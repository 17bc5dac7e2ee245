use serde::{Deserialize, Serialize};
use std::str::FromStr;
use vblkpurge_lib::PersistMode;

/// Default values for options that neither the CLI nor the config file set.
pub struct Defaults;

impl Defaults {
    pub const PERSIST: &'static str = "per_block";
    pub const PROGRAM: &'static str = vblkpurge_lib::erase::DEFAULT_PROGRAM;
    pub const DEVICE_PREFIX: &'static str = vblkpurge_lib::purge::DEFAULT_DEVICE_PREFIX;
    pub const DRY: bool = false;
}

/// Root of the JSON configuration file.
#[derive(Debug, Clone, Serialize, Deserialize)]
pub struct PurgeToolConfig {
    /// Metadata file; `~` and environment variables are expanded.
    #[serde(default)]
    pub mpath: Option<String>,
    #[serde(default)]
    pub dry: bool,
    #[serde(default = "default_persist")]
    pub persist: String,
    #[serde(default = "default_program")]
    pub program: String,
    #[serde(default = "default_device_prefix")]
    pub device_prefix: String,
    #[serde(default)]
    pub quiet: bool,
}

fn default_persist() -> String {
    Defaults::PERSIST.to_string()
}
fn default_program() -> String {
    Defaults::PROGRAM.to_string()
}
fn default_device_prefix() -> String {
    Defaults::DEVICE_PREFIX.to_string()
}

impl PurgeToolConfig {
    pub fn from_file(path: &str) -> Result<Self, Box<dyn std::error::Error + Send + Sync>> {
        let content = std::fs::read_to_string(path)?;
        let config: PurgeToolConfig = serde_json::from_str(&content)?;
        Ok(config)
    }

    pub fn with_defaults() -> Self {
        Self {
            mpath: None,
            dry: Defaults::DRY,
            persist: Defaults::PERSIST.to_string(),
            program: Defaults::PROGRAM.to_string(),
            device_prefix: Defaults::DEVICE_PREFIX.to_string(),
            quiet: false,
        }
    }

    pub fn parse_persist(&self) -> Result<PersistMode, String> {
        PersistMode::from_str(&self.persist).map_err(|_| {
            format!(
                "Invalid persist mode '{}'. Must be one of: per_block, on_completion",
                self.persist
            )
        })
    }

    pub fn validate(&self) -> Result<(), String> {
        self.parse_persist()?;

        if self.program.trim().is_empty() {
            return Err("program must not be empty".to_string());
        }

        if let Some(ref mpath) = self.mpath
            && mpath.trim().is_empty()
        {
            return Err("mpath must not be empty".to_string());
        }

        Ok(())
    }
}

_Work request_
From the material above, set down exactly the lines starting at the one with "pub const PERSIST: &'static" and ending at the one with "pub const DRY: bool = false;", end lines included.

_Solution below_
    pub const PERSIST: &'static str = "per_block";
    pub const PROGRAM: &'static str = vblkpurge_lib::erase::DEFAULT_PROGRAM;
    pub const DEVICE_PREFIX: &'static str = vblkpurge_lib::purge::DEFAULT_DEVICE_PREFIX;
    pub const DRY: bool = false;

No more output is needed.